SBP had started increasing interest rates slowly since the middle of February this year. But it accelerated the process with the beginning of the new fiscal year in July. It raised the weighted average yields on three-month, six-month and one-year treasury bills by 32bps, 45bps and 50 bps respectively in July to check rising inflation. This set the stage for the banks to raise their own lending rates on fresh credit disbursement in August.

But the extent to which they increased their lending rates depended on credit demand from the government and the private sector, the credit worthiness of the borrowers and their own liquidity levels.

In the first two months of this fiscal year (July-August 2004), banks witnessed a higher appetite for credit in the government sector than in the private sector. So, the increase in lending rates in these two months was rather modest. Though the average lending rate of all the banks combined rose from 4.63 per cent in July to 5.08 per cent in August, it was closer to the average rate of 5.05 per cent in June 2004. Had the private sector shown as strong credit appetite in July-August as the government did, the average lending rate would have risen much faster.

In July-August, banks lent Rs52 billion to the government sector whereas their total lending to the private sector was Rs21 billion.

As the private sector credit picked up pace afterwards and rose to Rs64.5 billion as on October 2, 2004 on the back of cotton financing, banks' average lending rate for September 2004 should be substantially higher than in August if overall credit demand remains high.

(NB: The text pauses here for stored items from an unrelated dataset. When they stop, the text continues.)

//! End-to-end ingest and ask flows.
//!
//! [`QaPipeline`] composes the retrieval engine with the language-model
//! collaborator ports. The flow mirrors the deployment this core serves:
//! Hindi question in, English query against the store, model answer
//! constrained to retrieved context, Hindi answer out.
//!
//! The pipeline reports "no relevant chunks" as `Ok(None)`, not an error;
//! what message the end user sees is the caller's decision.

use crate::error::PipelineError;
use crate::extract::TextExtractor;
use crate::model::{AnswerGenerator, Language, Transcriber, Translator};
use crate::retrieval::RetrievalEngine;
use crate::storage::ChunkStore;
use std::path::Path;
use std::sync::Arc;
use tracing::{debug, info};

/// Question-answering pipeline over a retrieval engine.
///
/// # Example
///
/// ```ignore
/// use prashna_core::{QaPipeline, RetrievalEngine, InMemoryChunkStore};
///
/// let engine = RetrievalEngine::new(InMemoryChunkStore::new());
/// let pipeline = QaPipeline::new(engine, translator, generator);
/// pipeline.ingest_text(manual_text).await?;
/// match pipeline.ask("इस मैनुअल में इंस्टालेशन कैसे करें?").await? {
///     Some(answer) => println!("{answer}"),
///     None => println!("no matching context"),
/// }
/// ```
pub struct QaPipeline<S: ChunkStore> {
    engine: RetrievalEngine<S>,
    translator: Arc<dyn Translator>,
    generator: Arc<dyn AnswerGenerator>,
}

impl<S: ChunkStore> QaPipeline<S> {
    /// Creates a pipeline from an engine and the model collaborators.
    pub fn new(
        engine: RetrievalEngine<S>,
        translator: Arc<dyn Translator>,
        generator: Arc<dyn AnswerGenerator>,
    ) -> Self {
        Self {
            engine,
            translator,
            generator,
        }
    }

    /// Returns a reference to the underlying retrieval engine.
    pub fn engine(&self) -> &RetrievalEngine<S> {
        &self.engine
    }

    /// Ingests raw document text. Returns the number of chunks added.
    pub async fn ingest_text(&self, document_text: &str) -> Result<usize, PipelineError> {
        Ok(self.engine.ingest(document_text).await?)
    }

    /// Extracts a document's text and ingests it.
    ///
    /// Extraction failures (missing file, unsupported format) surface as
    /// errors; they are never flattened into an empty ingest.
    pub async fn ingest_file(
        &self,
        extractor: &dyn TextExtractor,
        path: &Path,
    ) -> Result<usize, PipelineError> {
        let text = extractor.extract(path).await?;
        let added = self.ingest_text(&text).await?;
        info!(added, path = %path.display(), "ingested document file");
        Ok(added)
    }

    /// Answers a Hindi question from the stored chunks.
    ///
    /// Translates the question to English, retrieves matching chunks, asks
    /// the model for an answer constrained to that context, and translates
    /// the answer back to Hindi. Returns `Ok(None)` when no stored chunk
    /// matches the query.
    pub async fn ask(&self, hindi_query: &str) -> Result<Option<String>, PipelineError> {
        let english_query = self
            .translator
            .translate(hindi_query, Language::English)
            .await?;
        debug!(query = %english_query, "translated question");

        let chunks = self.engine.search(&english_query).await?;
        if chunks.is_empty() {
            info!("no relevant chunks for question");
            return Ok(None);
        }

        let context = chunks.join("\n");
        let english_answer = self
            .generator
            .generate_answer(&english_query, &context)
            .await?;
        let hindi_answer = self
            .translator
            .translate(&english_answer, Language::Hindi)
            .await?;
        Ok(Some(hindi_answer))
    }

    /// Answers a spoken Hindi question: transcribe, then [`ask`](Self::ask).
    pub async fn ask_audio(
        &self,
        transcriber: &dyn Transcriber,
        audio_path: &Path,
    ) -> Result<Option<String>, PipelineError> {
        let hindi_query = transcriber.transcribe(audio_path).await?;
        debug!(query = %hindi_query, "transcribed question");
        self.ask(&hindi_query).await
    }
}
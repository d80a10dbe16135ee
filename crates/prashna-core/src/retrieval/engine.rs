//! Retrieval engine tying chunking, storage, and scoring together.

use super::scorer::{KeywordOverlapScorer, RelevanceScorer};
use super::types::{ChunkRecord, SearchError};
use crate::chunking::{ChunkingStrategy, RecursiveCharacterSplitter};
use crate::config::DEFAULT_TOP_K;
use crate::storage::ChunkStore;
use tracing::{debug, info};

/// Retrieval engine over a chunk store.
///
/// The engine owns the two core operations of the pipeline:
///
/// - [`ingest`](Self::ingest): split a document into overlapping chunks and
///   append them to the store.
/// - [`search`](Self::search): return the first `top_k` stored chunks
///   relevant to a query, in storage insertion order.
///
/// The chunking strategy and relevance scorer are injected, so both can be
/// replaced without touching the store contract.
///
/// # Example
///
/// ```ignore
/// use prashna_core::retrieval::RetrievalEngine;
/// use prashna_core::storage::InMemoryChunkStore;
///
/// let engine = RetrievalEngine::new(InMemoryChunkStore::new());
/// engine.ingest("the quick brown fox").await?;
/// let hits = engine.search("quick").await?;
/// ```
pub struct RetrievalEngine<S: ChunkStore> {
    store: S,
    splitter: Box<dyn ChunkingStrategy>,
    scorer: Box<dyn RelevanceScorer>,
    top_k: usize,
}

impl<S: ChunkStore> RetrievalEngine<S> {
    /// Creates an engine with default chunking (1000/200 recursive
    /// splitter), default scoring (keyword overlap), and `top_k` = 3.
    pub fn new(store: S) -> Self {
        Self {
            store,
            splitter: Box::new(RecursiveCharacterSplitter::default()),
            scorer: Box::new(KeywordOverlapScorer::new()),
            top_k: DEFAULT_TOP_K,
        }
    }

    /// Replaces the chunking strategy.
    pub fn with_splitter(mut self, splitter: Box<dyn ChunkingStrategy>) -> Self {
        self.splitter = splitter;
        self
    }

    /// Replaces the relevance scorer.
    pub fn with_scorer(mut self, scorer: Box<dyn RelevanceScorer>) -> Self {
        self.scorer = scorer;
        self
    }

    /// Sets the maximum number of search results.
    pub fn with_top_k(mut self, top_k: usize) -> Self {
        self.top_k = top_k;
        self
    }

    /// Returns a reference to the underlying store.
    pub fn store(&self) -> &S {
        &self.store
    }

    /// Splits a document into chunks and appends them to the store.
    ///
    /// Empty or whitespace-only input appends nothing and returns 0.
    /// Returns the number of chunks added.
    pub async fn ingest(&self, document_text: &str) -> Result<usize, SearchError> {
        let chunks = self.splitter.chunk(document_text)?;
        if chunks.is_empty() {
            debug!("document produced no chunks, nothing to ingest");
            return Ok(0);
        }

        let records: Vec<ChunkRecord> = chunks
            .into_iter()
            .map(|c| ChunkRecord::new(c.text))
            .collect();
        let added = self.store.append(records).await?;

        info!(added, "ingested document");
        Ok(added)
    }

    /// Returns the contents of up to `top_k` chunks relevant to `query`.
    ///
    /// A chunk is relevant when its score is at least 1. Results keep the
    /// store's insertion order and are cut off at the first `top_k`
    /// relevant chunks encountered - relevance scores do not reorder them.
    /// An empty query matches nothing.
    pub async fn search(&self, query: &str) -> Result<Vec<String>, SearchError> {
        if query.split_whitespace().next().is_none() {
            return Ok(Vec::new());
        }

        let records = self.store.load_all().await?;
        let mut hits = Vec::new();
        for record in &records {
            if self.scorer.score(query, &record.content) >= 1 {
                hits.push(record.content.clone());
                if hits.len() == self.top_k {
                    break;
                }
            }
        }

        debug!(
            scanned = records.len(),
            hits = hits.len(),
            scorer = self.scorer.name(),
            "search complete"
        );
        Ok(hits)
    }

    /// Returns the number of stored chunks.
    pub async fn chunk_count(&self) -> Result<usize, SearchError> {
        Ok(self.store.count().await?)
    }
}
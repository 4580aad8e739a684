//! Database migrations module

pub use sea_orm_migration::prelude::*;

mod m20240101_000001_create_state;

pub struct Migrator;

#[async_trait::async_trait]
impl MigratorTrait for Migrator {
    fn migrations() -> Vec<Box<dyn MigrationTrait>> {
        vec![Box::new(m20240101_000001_create_state::Migration)]
    }
}
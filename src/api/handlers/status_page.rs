//! Operator status page
//!
//! `GET /` renders the whole registry through the `status.html` template.
//! Mutating actions are POST forms addressed to a charge point and, where
//! relevant, a connector or transaction; a plain navigation never changes
//! anything.

use askama::Template;
use axum::{
    extract::{Path, State},
    http::StatusCode,
    response::Html,
};
use chrono::{DateTime, Utc};
use tracing::error;

use crate::api::dto::status_for;
use crate::api::router::ApiState;
use crate::application::control::{ChargePointView, ControlError};
use crate::domain::{ChargePointState, Connector, Measurement, Transaction};

#[derive(Template)]
#[template(path = "status.html")]
struct StatusTemplate {
    charge_points: Vec<ChargePointRow>,
}

#[derive(Template)]
#[template(path = "command_result.html")]
struct CommandResultTemplate {
    message: String,
}

struct ChargePointRow {
    id: String,
    /// Percent-encoded identity for action URLs
    path: String,
    online: bool,
    info: Vec<InfoRow>,
    configuration: Vec<ConfigurationRow>,
    connectors: Vec<ConnectorRow>,
    transactions: Vec<TransactionRow>,
}

struct InfoRow {
    name: &'static str,
    value: String,
}

struct ConfigurationRow {
    key: String,
    value: String,
    readonly: bool,
}

struct ConnectorRow {
    id: u32,
    status: String,
    transaction: String,
    measurement: String,
    can_start: bool,
}

struct TransactionRow {
    id: i32,
    connector_id: u32,
    id_tag: String,
    started: String,
    ended: String,
    meter_start: i32,
    meter: String,
    energy: String,
    reason: String,
    open: bool,
}

pub async fn status_page(State(state): State<ApiState>) -> (StatusCode, Html<String>) {
    let views = state.control.status();
    rendered(render_status(&views, |id| state.sessions.is_connected(id), Utc::now()))
}

pub async fn reset(
    State(state): State<ApiState>,
    Path(charge_point_id): Path<String>,
) -> (StatusCode, Html<String>) {
    let result = state.control.reset(&charge_point_id).await;
    action_result(result, format!("Reset of {} accepted", charge_point_id))
}

pub async fn start(
    State(state): State<ApiState>,
    Path((charge_point_id, connector_id)): Path<(String, u32)>,
) -> (StatusCode, Html<String>) {
    let result = state.control.start_transaction(&charge_point_id, connector_id).await;
    action_result(
        result,
        format!("Remote start on {} connector {} accepted", charge_point_id, connector_id),
    )
}

pub async fn stop(
    State(state): State<ApiState>,
    Path((charge_point_id, transaction_id)): Path<(String, i32)>,
) -> (StatusCode, Html<String>) {
    let result = state.control.stop_transaction(&charge_point_id, transaction_id).await;
    action_result(
        result,
        format!("Remote stop of transaction {} on {} accepted", transaction_id, charge_point_id),
    )
}

fn action_result(result: Result<(), ControlError>, accepted: String) -> (StatusCode, Html<String>) {
    let (status, message) = match result {
        Ok(()) => (StatusCode::OK, accepted),
        Err(e) => (status_for(&e), e.to_string()),
    };
    match (CommandResultTemplate { message }).render() {
        Ok(body) => (status, Html(body)),
        Err(e) => rendered(Err(e)),
    }
}

fn rendered(page: askama::Result<String>) -> (StatusCode, Html<String>) {
    match page {
        Ok(body) => (StatusCode::OK, Html(body)),
        Err(e) => {
            error!(error = %e, "Failed to render page");
            (
                StatusCode::INTERNAL_SERVER_ERROR,
                Html("Failed to render page".to_string()),
            )
        }
    }
}

/// Render the status view for every charge point.
pub fn render_status(
    views: &[ChargePointView],
    is_online: impl Fn(&str) -> bool,
    now: DateTime<Utc>,
) -> askama::Result<String> {
    let charge_points = views
        .iter()
        .map(|view| charge_point_row(view, is_online(&view.id), now))
        .collect();
    StatusTemplate { charge_points }.render()
}

fn charge_point_row(view: &ChargePointView, online: bool, now: DateTime<Utc>) -> ChargePointRow {
    let cp = &view.state;
    ChargePointRow {
        id: view.id.clone(),
        path: urlencoding::encode(&view.id).into_owned(),
        online,
        info: info_rows(cp),
        configuration: cp
            .configuration
            .iter()
            .map(|key| ConfigurationRow {
                key: key.key.clone(),
                value: key.value.clone().unwrap_or_default(),
                readonly: key.readonly,
            })
            .collect(),
        connectors: cp
            .connectors
            .iter()
            .map(|(id, connector)| connector_row(*id, connector, now))
            .collect(),
        transactions: cp
            .transactions
            .values()
            .rev()
            .map(|tx| transaction_row(tx, now))
            .collect(),
    }
}

fn info_rows(cp: &ChargePointState) -> Vec<InfoRow> {
    let boot = cp.boot.as_ref();
    [
        ("Vendor", boot.map(|b| b.vendor.clone())),
        ("Model", boot.map(|b| b.model.clone())),
        ("Serial number", boot.and_then(|b| b.serial_number.clone())),
        ("Charge box serial number", boot.and_then(|b| b.charge_box_serial_number.clone())),
        ("Firmware version", boot.and_then(|b| b.firmware_version.clone())),
        ("ICCID", boot.and_then(|b| b.iccid.clone())),
        ("IMSI", boot.and_then(|b| b.imsi.clone())),
        ("Meter type", boot.and_then(|b| b.meter_type.clone())),
        ("Meter serial number", boot.and_then(|b| b.meter_serial_number.clone())),
        ("Status", cp.status.map(|s| s.to_string())),
        ("Error code", cp.error_code.clone()),
        ("Diagnostics", cp.diagnostics_status.map(|s| s.to_string())),
        ("Firmware", cp.firmware_status.map(|s| s.to_string())),
    ]
    .into_iter()
    .map(|(name, value)| InfoRow {
        name,
        value: value.unwrap_or_default(),
    })
    .collect()
}

fn connector_row(id: u32, connector: &Connector, now: DateTime<Utc>) -> ConnectorRow {
    ConnectorRow {
        id,
        status: connector.status.map(|s| s.to_string()).unwrap_or_default(),
        transaction: connector
            .active_transaction
            .map(|id| id.to_string())
            .unwrap_or_default(),
        measurement: live_measurement(connector.last_measurement.as_ref(), now).unwrap_or_default(),
        // Connector 0 is the charge point itself.
        can_start: id > 0 && connector.active_transaction.is_none(),
    }
}

fn transaction_row(tx: &Transaction, now: DateTime<Utc>) -> TransactionRow {
    let live = tx.last_measurement.as_ref().filter(|m| m.is_live(now));
    let (meter, energy) = match (tx.meter_stop, live) {
        (Some(stop), _) => (stop.to_string(), tx.energy_consumed().map(|e| e.to_string())),
        (None, Some(m)) => (
            m.energy_wh.map(format_value).unwrap_or_default(),
            tx.live_energy_consumed().map(format_value),
        ),
        (None, None) => (String::new(), None),
    };
    TransactionRow {
        id: tx.id,
        connector_id: tx.connector_id,
        id_tag: tx.id_tag.clone(),
        started: format_time(tx.started_at),
        ended: tx.ended_at.map(format_time).unwrap_or_default(),
        meter_start: tx.meter_start,
        meter,
        energy: energy.unwrap_or_default(),
        reason: tx.stop_reason.clone().unwrap_or_default(),
        open: !tx.is_ended(),
    }
}

/// Sampled values, shown only while the sample is live.
fn live_measurement(m: Option<&Measurement>, now: DateTime<Utc>) -> Option<String> {
    let m = m.filter(|m| m.is_live(now))?;
    let parts: Vec<String> = [
        (m.energy_wh, "Wh"),
        (m.power_w, "W"),
        (m.voltage_v, "V"),
        (m.current_a, "A"),
    ]
    .into_iter()
    .filter_map(|(value, unit)| value.map(|v| format!("{} {}", format_value(v), unit)))
    .collect();
    Some(parts.join(", "))
}

fn format_value(v: f64) -> String {
    if v.fract() == 0.0 {
        format!("{:.0}", v)
    } else {
        format!("{:.2}", v)
    }
}

fn format_time(t: DateTime<Utc>) -> String {
    t.format("%Y-%m-%d %H:%M:%S").to_string()
}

Banks' average lending rates for September would be higher than in August and it would show a progressive increase afterwards, as SBP went on increasing treasury bills yields during and after August and it continues to do so.

Change in T-bills yields reflects in banks' lending rates after some time and the time lag depends on overall market conditions including credit demand and banks' liquidity. In August-September, SBP let the weighted average yields on three-month, six-month and one-year T-bills rise by 93bps, 48bps and 28bps respectively.

As for credit off-take, whereas the appetite for the private sector credit increased in September, the government demand for bank credit remained quite low. Net government sector borrowing for budgetary support that had shot up to Rs52 billion in July-August 2004 sank to Rs2.4 billion as on October 2, 2004.

So, banks would not see the overall credit demand rising too fast from September onwards unless the private sector's demand remains very strong. Chances are that, it will.

Big corporates are borrowing excessively these days not only to meet their instant needs but also in anticipation that the current low interest rates environment would soon be over and the SBP would have to accelerate the tightening of interest rates to contain inflation.